Stored data

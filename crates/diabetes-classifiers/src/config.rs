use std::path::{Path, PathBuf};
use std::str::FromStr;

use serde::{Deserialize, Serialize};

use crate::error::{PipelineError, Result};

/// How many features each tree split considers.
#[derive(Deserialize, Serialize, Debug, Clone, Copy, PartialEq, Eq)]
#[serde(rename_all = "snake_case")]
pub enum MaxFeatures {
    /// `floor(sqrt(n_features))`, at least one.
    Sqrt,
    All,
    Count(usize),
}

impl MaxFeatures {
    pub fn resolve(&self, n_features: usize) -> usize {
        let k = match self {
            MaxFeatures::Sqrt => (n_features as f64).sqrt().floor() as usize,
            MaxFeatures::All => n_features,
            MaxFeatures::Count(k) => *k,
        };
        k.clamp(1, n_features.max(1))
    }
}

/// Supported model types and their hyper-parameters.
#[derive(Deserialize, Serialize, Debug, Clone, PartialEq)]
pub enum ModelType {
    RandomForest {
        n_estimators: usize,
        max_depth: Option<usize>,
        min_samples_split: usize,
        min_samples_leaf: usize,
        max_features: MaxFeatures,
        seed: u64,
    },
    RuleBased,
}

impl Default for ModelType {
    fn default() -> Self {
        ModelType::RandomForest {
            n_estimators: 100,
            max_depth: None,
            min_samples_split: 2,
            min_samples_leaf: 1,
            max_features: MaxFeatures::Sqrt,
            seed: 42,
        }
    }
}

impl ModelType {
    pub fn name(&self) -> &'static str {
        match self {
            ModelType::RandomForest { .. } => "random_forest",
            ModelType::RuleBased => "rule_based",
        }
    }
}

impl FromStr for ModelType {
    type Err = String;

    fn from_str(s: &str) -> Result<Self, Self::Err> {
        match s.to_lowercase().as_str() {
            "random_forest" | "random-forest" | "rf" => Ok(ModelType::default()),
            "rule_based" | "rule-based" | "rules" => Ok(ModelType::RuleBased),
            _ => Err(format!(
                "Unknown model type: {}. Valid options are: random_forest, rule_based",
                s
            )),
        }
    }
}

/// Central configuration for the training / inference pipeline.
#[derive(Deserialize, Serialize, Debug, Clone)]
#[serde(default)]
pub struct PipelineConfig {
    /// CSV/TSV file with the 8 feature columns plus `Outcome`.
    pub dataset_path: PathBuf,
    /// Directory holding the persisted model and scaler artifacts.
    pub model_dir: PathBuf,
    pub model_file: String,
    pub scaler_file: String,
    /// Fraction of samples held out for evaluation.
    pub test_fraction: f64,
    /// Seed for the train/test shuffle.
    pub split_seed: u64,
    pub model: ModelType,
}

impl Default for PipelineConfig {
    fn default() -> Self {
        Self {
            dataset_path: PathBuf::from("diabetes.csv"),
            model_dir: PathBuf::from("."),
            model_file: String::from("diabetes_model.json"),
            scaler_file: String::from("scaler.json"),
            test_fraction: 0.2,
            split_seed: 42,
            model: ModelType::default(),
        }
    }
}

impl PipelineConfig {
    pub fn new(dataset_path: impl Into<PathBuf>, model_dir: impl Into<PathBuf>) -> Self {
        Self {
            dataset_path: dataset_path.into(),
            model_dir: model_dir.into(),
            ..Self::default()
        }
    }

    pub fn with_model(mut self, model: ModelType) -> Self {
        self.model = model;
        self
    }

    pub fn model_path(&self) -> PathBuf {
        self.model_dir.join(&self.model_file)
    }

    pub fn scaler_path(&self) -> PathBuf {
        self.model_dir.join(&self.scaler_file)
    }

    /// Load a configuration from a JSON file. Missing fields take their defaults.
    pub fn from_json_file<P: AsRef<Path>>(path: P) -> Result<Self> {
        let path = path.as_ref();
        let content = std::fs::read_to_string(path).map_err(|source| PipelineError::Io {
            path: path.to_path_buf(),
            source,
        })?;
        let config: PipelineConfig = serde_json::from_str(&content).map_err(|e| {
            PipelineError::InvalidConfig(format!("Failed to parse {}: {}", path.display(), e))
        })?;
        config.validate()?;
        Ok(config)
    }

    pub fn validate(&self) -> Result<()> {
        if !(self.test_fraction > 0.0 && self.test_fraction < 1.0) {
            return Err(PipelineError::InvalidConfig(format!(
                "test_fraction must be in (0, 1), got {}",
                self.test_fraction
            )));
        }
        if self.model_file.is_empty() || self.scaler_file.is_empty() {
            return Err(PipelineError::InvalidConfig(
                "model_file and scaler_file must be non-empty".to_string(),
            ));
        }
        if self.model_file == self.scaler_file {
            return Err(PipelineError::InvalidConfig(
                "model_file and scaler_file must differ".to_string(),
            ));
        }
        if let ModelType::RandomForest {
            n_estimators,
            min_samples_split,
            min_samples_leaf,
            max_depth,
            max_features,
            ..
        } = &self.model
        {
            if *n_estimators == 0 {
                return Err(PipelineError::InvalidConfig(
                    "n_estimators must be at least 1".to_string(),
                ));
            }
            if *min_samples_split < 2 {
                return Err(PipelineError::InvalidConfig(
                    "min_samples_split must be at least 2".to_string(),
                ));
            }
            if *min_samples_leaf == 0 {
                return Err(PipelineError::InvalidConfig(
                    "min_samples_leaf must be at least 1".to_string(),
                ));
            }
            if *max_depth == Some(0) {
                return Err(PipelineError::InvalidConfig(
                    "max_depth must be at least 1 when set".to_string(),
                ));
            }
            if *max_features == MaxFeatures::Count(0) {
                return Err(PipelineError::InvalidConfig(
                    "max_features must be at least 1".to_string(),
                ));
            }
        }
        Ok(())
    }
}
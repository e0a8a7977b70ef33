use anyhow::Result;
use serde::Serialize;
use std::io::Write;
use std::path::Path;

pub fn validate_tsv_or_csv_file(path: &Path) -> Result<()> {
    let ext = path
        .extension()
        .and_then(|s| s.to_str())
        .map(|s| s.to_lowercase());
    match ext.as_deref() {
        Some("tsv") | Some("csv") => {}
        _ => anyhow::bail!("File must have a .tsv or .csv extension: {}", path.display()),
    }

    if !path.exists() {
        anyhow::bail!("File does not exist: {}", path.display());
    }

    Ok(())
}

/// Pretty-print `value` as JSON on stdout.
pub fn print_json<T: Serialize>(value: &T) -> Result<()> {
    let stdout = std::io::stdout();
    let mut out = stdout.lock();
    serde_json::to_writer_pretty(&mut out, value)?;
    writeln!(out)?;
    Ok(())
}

▶ EXERCISE PROMPT:
Every entry needs to be retyped exactly.

▶ RESULT OF THIS TASK:
filename crates/diabetes-classifiers/src/config.rs
use std::path::{Path, PathBuf};
use std::str::FromStr;

use serde::{Deserialize, Serialize};

use crate::error::{PipelineError, Result};

/// How many features each tree split considers.
#[derive(Deserialize, Serialize, Debug, Clone, Copy, PartialEq, Eq)]
#[serde(rename_all = "snake_case")]
pub enum MaxFeatures {
    /// `floor(sqrt(n_features))`, at least one.
    Sqrt,
    All,
    Count(usize),
}

impl MaxFeatures {
    pub fn resolve(&self, n_features: usize) -> usize {
        let k = match self {
            MaxFeatures::Sqrt => (n_features as f64).sqrt().floor() as usize,
            MaxFeatures::All => n_features,
            MaxFeatures::Count(k) => *k,
        };
        k.clamp(1, n_features.max(1))
    }
}

/// Supported model types and their hyper-parameters.
#[derive(Deserialize, Serialize, Debug, Clone, PartialEq)]
pub enum ModelType {
    RandomForest {
        n_estimators: usize,
        max_depth: Option<usize>,
        min_samples_split: usize,
        min_samples_leaf: usize,
        max_features: MaxFeatures,
        seed: u64,
    },
    RuleBased,
}

impl Default for ModelType {
    fn default() -> Self {
        ModelType::RandomForest {
            n_estimators: 100,
            max_depth: None,
            min_samples_split: 2,
            min_samples_leaf: 1,
            max_features: MaxFeatures::Sqrt,
            seed: 42,
        }
    }
}

impl ModelType {
    pub fn name(&self) -> &'static str {
        match self {
            ModelType::RandomForest { .. } => "random_forest",
            ModelType::RuleBased => "rule_based",
        }
    }
}

impl FromStr for ModelType {
    type Err = String;

    fn from_str(s: &str) -> Result<Self, Self::Err> {
        match s.to_lowercase().as_str() {
            "random_forest" | "random-forest" | "rf" => Ok(ModelType::default()),
            "rule_based" | "rule-based" | "rules" => Ok(ModelType::RuleBased),
            _ => Err(format!(
                "Unknown model type: {}. Valid options are: random_forest, rule_based",
                s
            )),
        }
    }
}

/// Central configuration for the training / inference pipeline.
#[derive(Deserialize, Serialize, Debug, Clone)]
#[serde(default)]
pub struct PipelineConfig {
    /// CSV/TSV file with the 8 feature columns plus `Outcome`.
    pub dataset_path: PathBuf,
    /// Directory holding the persisted model and scaler artifacts.
    pub model_dir: PathBuf,
    pub model_file: String,
    pub scaler_file: String,
    /// Fraction of samples held out for evaluation.
    pub test_fraction: f64,
    /// Seed for the train/test shuffle.
    pub split_seed: u64,
    pub model: ModelType,
}

impl Default for PipelineConfig {
    fn default() -> Self {
        Self {
            dataset_path: PathBuf::from("diabetes.csv"),
            model_dir: PathBuf::from("."),
            model_file: String::from("diabetes_model.json"),
            scaler_file: String::from("scaler.json"),
            test_fraction: 0.2,
            split_seed: 42,
            model: ModelType::default(),
        }
    }
}

impl PipelineConfig {
    pub fn new(dataset_path: impl Into<PathBuf>, model_dir: impl Into<PathBuf>) -> Self {
        Self {
            dataset_path: dataset_path.into(),
            model_dir: model_dir.into(),
            ..Self::default()
        }
    }

    pub fn with_model(mut self, model: ModelType) -> Self {
        self.model = model;
        self
    }

    pub fn model_path(&self) -> PathBuf {
        self.model_dir.join(&self.model_file)
    }

    pub fn scaler_path(&self) -> PathBuf {
        self.model_dir.join(&self.scaler_file)
    }

    /// Load a configuration from a JSON file. Missing fields take their defaults.
    pub fn from_json_file<P: AsRef<Path>>(path: P) -> Result<Self> {
        let path = path.as_ref();
        let content = std::fs::read_to_string(path).map_err(|source| PipelineError::Io {
            path: path.to_path_buf(),
            source,
        })?;
        let config: PipelineConfig = serde_json::from_str(&content).map_err(|e| {
            PipelineError::InvalidConfig(format!("Failed to parse {}: {}", path.display(), e))
        })?;
        config.validate()?;
        Ok(config)
    }

    pub fn validate(&self) -> Result<()> {
        if !(self.test_fraction > 0.0 && self.test_fraction < 1.0) {
            return Err(PipelineError::InvalidConfig(format!(
                "test_fraction must be in (0, 1), got {}",
                self.test_fraction
            )));
        }
        if self.model_file.is_empty() || self.scaler_file.is_empty() {
            return Err(PipelineError::InvalidConfig(
                "model_file and scaler_file must be non-empty".to_string(),
            ));
        }
        if self.model_file == self.scaler_file {
            return Err(PipelineError::InvalidConfig(
                "model_file and scaler_file must differ".to_string(),
            ));
        }
        if let ModelType::RandomForest {
            n_estimators,
            min_samples_split,
            min_samples_leaf,
            max_depth,
            max_features,
            ..
        } = &self.model
        {
            if *n_estimators == 0 {
                return Err(PipelineError::InvalidConfig(
                    "n_estimators must be at least 1".to_string(),
                ));
            }
            if *min_samples_split < 2 {
                return Err(PipelineError::InvalidConfig(
                    "min_samples_split must be at least 2".to_string(),
                ));
            }
            if *min_samples_leaf == 0 {
                return Err(PipelineError::InvalidConfig(
                    "min_samples_leaf must be at least 1".to_string(),
                ));
            }
            if *max_depth == Some(0) {
                return Err(PipelineError::InvalidConfig(
                    "max_depth must be at least 1 when set".to_string(),
                ));
            }
            if *max_features == MaxFeatures::Count(0) {
                return Err(PipelineError::InvalidConfig(
                    "max_features must be at least 1".to_string(),
                ));
            }
        }
        Ok(())
    }
}
repository e0a8a7977b70ef33
use anyhow::Result;
use serde::Serialize;
use std::io::Write;
use std::path::Path;

pub fn validate_tsv_or_csv_file(path: &Path) -> Result<()> {
    let ext = path
        .extension()
        .and_then(|s| s.to_str())
        .map(|s| s.to_lowercase());
    match ext.as_deref() {
        Some("tsv") | Some("csv") => {}
        _ => anyhow::bail!("File must have a .tsv or .csv extension: {}", path.display()),
    }

    if !path.exists() {
        anyhow::bail!("File does not exist: {}", path.display());
    }

    Ok(())
}

/// Pretty-print `value` as JSON on stdout.
pub fn print_json<T: Serialize>(value: &T) -> Result<()> {
    let stdout = std::io::stdout();
    let mut out = stdout.lock();
    serde_json::to_writer_pretty(&mut out, value)?;
    writeln!(out)?;
    Ok(())
}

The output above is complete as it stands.